Northern Norway Tips
- The Geography: As the name suggest, Northern Norway takes up the northern third of the country. It begins at the border between the counties of Nordland and Trøndelag. If you look at a map, it extends over Sweden and Finland, sharing a little border with Russia. Most of it also lies in the Arctic Circle.
- Getting in: There are a number of airports depending on where you go. Most will have a layover in Oslo, and I know all my flights to Tromsø have had one in Helsinki.
- Getting Around: While Norway has cruise options, a train line, and some cities have bus transportation; this is definitely a country you’re going to want to rent a car in especially up north which sees a lot less tourism.
- Major Areas to Visit: the Helgeland Coast for the islands; the picturesque Lofoten Islands; Tromsø for the Northern Lights and access to the fjord, and mountains super far north.
- Must-Brings: Cramp-ons and Heattech undershirts in the winter. Norwegians can walk on ice in tennis shoes, but chances are you were not rasied in Scandinavia. In the summer, bring a solid sleep mask to combat Midnight Sun and actually supportive hiking shoes for the hikes. Learn from me!
Hiking to Blåvatnet
Getting to the trailhead: Blåvatnet parkering
First things first, getting to the trailhead! On Google Maps, you’ll want to plug in Blåvatnet Parkering to find the spot. While the hike itself is free, you have to pay to park. The only option is to download the Easy Park app and pick the 1-day option. It cost us about 173 NOK (~$17 USD) when we went.
From there the trailhead is pretty much right there, past the tipi structure.
Easy part – wood bridges, mulch
So the first bit of the path looks like this. It’s full of mulch and relatively flat and easy. I’d say this goes on for maybe a mile or less. Tricks you into thinking things will be breezy!
Difficult part – rocks
After a mile or so, it quickly devolves into this giant rock path that just feels like a long, giant field of rocks. I guess this was once a river? Those mountains in the distance are what you’re aiming for and they will haunt you as you try to move with any sort of speed across this giant plain of pain.
I thought I’d be okay with my hiking shoes but they were definitely not supportive enough. If I do this again I want ankle hiking boots with the most support and security imaginable. At the very least it’s pretty flat, but the rocks are pretty loosey goosey and make for a slow crawl.
I say all this and someone lapped me while trail running, so, you know, never not being humbled when trying to be active lol.

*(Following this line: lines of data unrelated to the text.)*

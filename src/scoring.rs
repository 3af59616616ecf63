use serde::{Deserialize, Deserializer, Serialize};

pub const MIN_SPERM_VALUE: i64 = 50;
pub const MAX_SPERM_VALUE: i64 = 5000;

#[derive(Debug, Clone, Copy, PartialEq, Eq, Serialize, Deserialize)]
#[serde(rename_all = "lowercase")]
pub enum Smoking {
    Never,
    Quit,
    Occasionally,
    Regularly,
}

#[derive(Debug, Clone, Copy, PartialEq, Eq, Serialize, Deserialize)]
#[serde(rename_all = "lowercase")]
pub enum Alcohol {
    None,
    Light,
    Moderate,
    Heavy,
}

#[derive(Debug, Clone, Copy, PartialEq, Eq, Serialize, Deserialize)]
#[serde(rename_all = "lowercase")]
pub enum Exercise {
    Sedentary,
    Light,
    Moderate,
    Intense,
}

#[derive(Debug, Clone, Copy, PartialEq, Eq, Serialize, Deserialize)]
#[serde(rename_all = "lowercase")]
pub enum DietQuality {
    Poor,
    Average,
    Good,
    Excellent,
}

#[derive(Debug, Clone, Copy, PartialEq, Eq, Serialize, Deserialize)]
#[serde(rename_all = "lowercase")]
pub enum StressLevel {
    Low,
    Moderate,
    High,
    Extreme,
}

/// Onboarding quiz answers. The first six fields feed the score; the rest
/// are collected for the profile but carry no weight.
#[derive(Debug, Clone, Default, PartialEq, Serialize, Deserialize)]
pub struct LifestyleAnswers {
    #[serde(default, deserialize_with = "lenient")]
    pub smoking: Option<Smoking>,
    #[serde(default, deserialize_with = "lenient")]
    pub alcohol: Option<Alcohol>,
    #[serde(default, deserialize_with = "lenient")]
    pub exercise: Option<Exercise>,
    #[serde(default, deserialize_with = "lenient")]
    pub diet_quality: Option<DietQuality>,
    #[serde(default)]
    pub sleep_hours: Option<f64>,
    #[serde(default, deserialize_with = "lenient")]
    pub stress_level: Option<StressLevel>,
    #[serde(default)]
    pub tight_clothing: bool,
    #[serde(default)]
    pub hot_baths: bool,
    #[serde(default)]
    pub masturbation_frequency: Option<String>,
    #[serde(default)]
    pub sexual_activity: Option<String>,
    #[serde(default)]
    pub supplements: Option<String>,
    #[serde(default)]
    pub career_status: Option<String>,
    #[serde(default)]
    pub family_pledge: Option<String>,
}

/// An unrecognized answer string degrades to `None` (zero contribution)
/// instead of failing the whole record.
fn lenient<'de, D, T>(deserializer: D) -> Result<Option<T>, D::Error>
where
    D: Deserializer<'de>,
    T: serde::de::DeserializeOwned,
{
    let raw = Option::<serde_json::Value>::deserialize(deserializer)?;
    Ok(raw.and_then(|value| serde_json::from_value(value).ok()))
}

/// Weighted lifestyle score, clamped to [50, 5000]. Total: missing answers
/// contribute nothing, out-of-range ages are penalized rather than rejected.
pub fn compute_sperm_value(age: i64, lifestyle: &LifestyleAnswers) -> i64 {
    let mut value = 50.0;

    let age = age as f64;
    if (20.0..=35.0).contains(&age) {
        value += 500.0;
    } else {
        value -= (age - 27.5).abs() * 10.0;
    }

    value += match lifestyle.smoking {
        Some(Smoking::Never) => 400.0,
        Some(Smoking::Quit) => 200.0,
        Some(Smoking::Occasionally) => -200.0,
        Some(Smoking::Regularly) => -600.0,
        None => 0.0,
    };

    value += match lifestyle.alcohol {
        Some(Alcohol::None) => 300.0,
        Some(Alcohol::Light) => 150.0,
        Some(Alcohol::Moderate) => -150.0,
        Some(Alcohol::Heavy) => -500.0,
        None => 0.0,
    };

    value += match lifestyle.exercise {
        Some(Exercise::Sedentary) => -300.0,
        Some(Exercise::Light) => 0.0,
        Some(Exercise::Moderate) => 300.0,
        Some(Exercise::Intense) => 250.0,
        None => 0.0,
    };

    value += match lifestyle.diet_quality {
        Some(DietQuality::Poor) => -300.0,
        Some(DietQuality::Average) => 0.0,
        Some(DietQuality::Good) => 300.0,
        Some(DietQuality::Excellent) => 500.0,
        None => 0.0,
    };

    let sleep_hours = lifestyle.sleep_hours.unwrap_or(7.0);
    if (7.0..=9.0).contains(&sleep_hours) {
        value += 300.0;
    } else {
        value -= (8.0 - sleep_hours).abs() * 50.0;
    }

    value += match lifestyle.stress_level {
        Some(StressLevel::Low) => 300.0,
        Some(StressLevel::Moderate) => 0.0,
        Some(StressLevel::High) => -300.0,
        Some(StressLevel::Extreme) => -500.0,
        None => 0.0,
    };

    if lifestyle.tight_clothing {
        value -= 100.0;
    }
    if lifestyle.hot_baths {
        value -= 100.0;
    }

    (value.round() as i64).clamp(MIN_SPERM_VALUE, MAX_SPERM_VALUE)
}

#[cfg(test)]
mod tests {
    use super::*;

    fn optimal() -> LifestyleAnswers {
        LifestyleAnswers {
            smoking: Some(Smoking::Never),
            alcohol: Some(Alcohol::None),
            exercise: Some(Exercise::Moderate),
            diet_quality: Some(DietQuality::Excellent),
            sleep_hours: Some(8.0),
            stress_level: Some(StressLevel::Low),
            tight_clothing: false,
            hot_baths: false,
            ..LifestyleAnswers::default()
        }
    }

    #[test]
    fn optimal_profile_scores_2650() {
        // 50 + 500 + 400 + 300 + 300 + 500 + 300 + 300
        assert_eq!(compute_sperm_value(28, &optimal()), 2650);
    }

    #[test]
    fn worst_case_clamps_to_floor() {
        let lifestyle = LifestyleAnswers {
            smoking: Some(Smoking::Regularly),
            alcohol: Some(Alcohol::Heavy),
            exercise: Some(Exercise::Sedentary),
            diet_quality: Some(DietQuality::Poor),
            sleep_hours: Some(3.0),
            stress_level: Some(StressLevel::Extreme),
            tight_clothing: true,
            hot_baths: true,
            ..LifestyleAnswers::default()
        };
        // raw sum is -2775
        assert_eq!(compute_sperm_value(45, &lifestyle), MIN_SPERM_VALUE);
    }

    #[test]
    fn empty_answers_still_score() {
        let value = compute_sperm_value(28, &LifestyleAnswers::default());
        // 50 + 500 (age) + 300 (default 7h sleep)
        assert_eq!(value, 850);
    }

    #[test]
    fn age_penalty_grows_both_directions() {
        let lifestyle = LifestyleAnswers::default();
        assert!(compute_sperm_value(18, &lifestyle) > compute_sperm_value(100, &lifestyle));
        assert!(compute_sperm_value(40, &lifestyle) > compute_sperm_value(60, &lifestyle));
    }

    #[test]
    fn sleep_outside_window_is_penalized() {
        let mut lifestyle = optimal();
        lifestyle.sleep_hours = Some(12.0);
        // loses the +300 bonus and takes -50 * |8 - 12|
        assert_eq!(compute_sperm_value(28, &lifestyle), 2650 - 300 - 200);
    }

    #[test]
    fn output_always_within_bounds() {
        let smoking = [None, Some(Smoking::Never), Some(Smoking::Regularly)];
        let alcohol = [None, Some(Alcohol::None), Some(Alcohol::Heavy)];
        let exercise = [None, Some(Exercise::Moderate), Some(Exercise::Sedentary)];
        let diet = [None, Some(DietQuality::Excellent), Some(DietQuality::Poor)];
        let stress = [None, Some(StressLevel::Low), Some(StressLevel::Extreme)];
        for age in [0, 18, 27, 35, 100, 250] {
            for &s in &smoking {
                for &a in &alcohol {
                    for &e in &exercise {
                        for &d in &diet {
                            for &st in &stress {
                                for sleep in [None, Some(0.0), Some(8.0), Some(24.0)] {
                                    let lifestyle = LifestyleAnswers {
                                        smoking: s,
                                        alcohol: a,
                                        exercise: e,
                                        diet_quality: d,
                                        sleep_hours: sleep,
                                        stress_level: st,
                                        tight_clothing: true,
                                        hot_baths: true,
                                        ..LifestyleAnswers::default()
                                    };
                                    let value = compute_sperm_value(age, &lifestyle);
                                    assert!((MIN_SPERM_VALUE..=MAX_SPERM_VALUE).contains(&value));
                                }
                            }
                        }
                    }
                }
            }
        }
    }

    #[test]
    fn deterministic_for_identical_inputs() {
        let lifestyle = optimal();
        assert_eq!(
            compute_sperm_value(31, &lifestyle),
            compute_sperm_value(31, &lifestyle)
        );
    }

    #[test]
    fn unknown_answer_strings_degrade_to_none() {
        let parsed: LifestyleAnswers = serde_json::from_str(
            r#"{"smoking": "vaping", "alcohol": "none", "stress_level": 3}"#,
        )
        .unwrap();
        assert_eq!(parsed.smoking, None);
        assert_eq!(parsed.alcohol, Some(Alcohol::None));
        assert_eq!(parsed.stress_level, None);
    }

    #[test]
    fn partial_record_deserializes() {
        let parsed: LifestyleAnswers = serde_json::from_str(r#"{"sleep_hours": 6.5}"#).unwrap();
        assert_eq!(parsed.sleep_hours, Some(6.5));
        assert!(!parsed.tight_clothing);
    }
}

Hardest part – steeper rocks
The hardest part comes right at the end as you have to climb over this steep rock section to get to the blue lake. As you can see, I have no photos from this bit as I was too busy staying alive and not breaking my ankle. It was at this point, when Silvia and Sher went from being little dots in the horizon to just totally disappearing. Luckily it shouldn’t be more than a 15-20 minute struggle before you have the most incredible view:
Pretty part – the lake
Gorgeous, gorgeous, gorgeous! Ok, I’ll admit I was super grumpy when I first got here as I had blisters forming on my heels and I hate rocky terrain, but after I ate some chocolate, I felt much better. The lake really is stunning, and if you go towards July, it might just be warm enough to swim. I’m not saying it’ll ever feel like a beach in the south of Spain, but you can dive in and swim around until your fingers go blue and have enough sun to dry off and not walk back with a soggy bottom.
When it comes to leaving, you’ll have to repeat the journey you just took to get there, which kind of sucks. But I do promise it feels slightly easier than on the way there.
What Else to Do in Lyngen
The real key to Lyngen is to just enjoy being in nature and taking in the incredible views.
I don’t think we even ate out during our two night stay here, instead picking up groceries at the nearest SPAR and taking turns making meals in our kitchen. Silvia even made us her reindeer stew, which Sher recorded here.
And if you want to get in another outdoor adventure, there’s a 6km trail to Lyngstuva, the outermost point of the peninsula and home to a very cute lighthouse.
Practical Information for Blåvatnet
- Other Names: Blue Lake
- Length: 8.9km
- Map: Alltrails link
- Costs: Parking is around 173 NOK (~$17 USD) for the day.
- Cell: Cell reception the whole way (get a SIM card at a 7-11 in Tromsø)
- How to Follow the Trail: Red Spots
Getting to Lyngen
The closest airport to Lyngen is Tromsø and from there it’s about a 2 to 2.5-hour drive!
What to Wear & Bring for Hiking Blåvatnet
I promise if you back the following, the hike will be better for it:
- GOOD Hiking Boots – I mean at least for me. Sher wore sneakers and was just fine, but my old hiking shoes gave me the nastiest blisters and I was really feeling their lack of ankle support. It was so bad I chucked them and immediately ordered these boots from Danner.
- Even better socks – Wool socks are my go-to.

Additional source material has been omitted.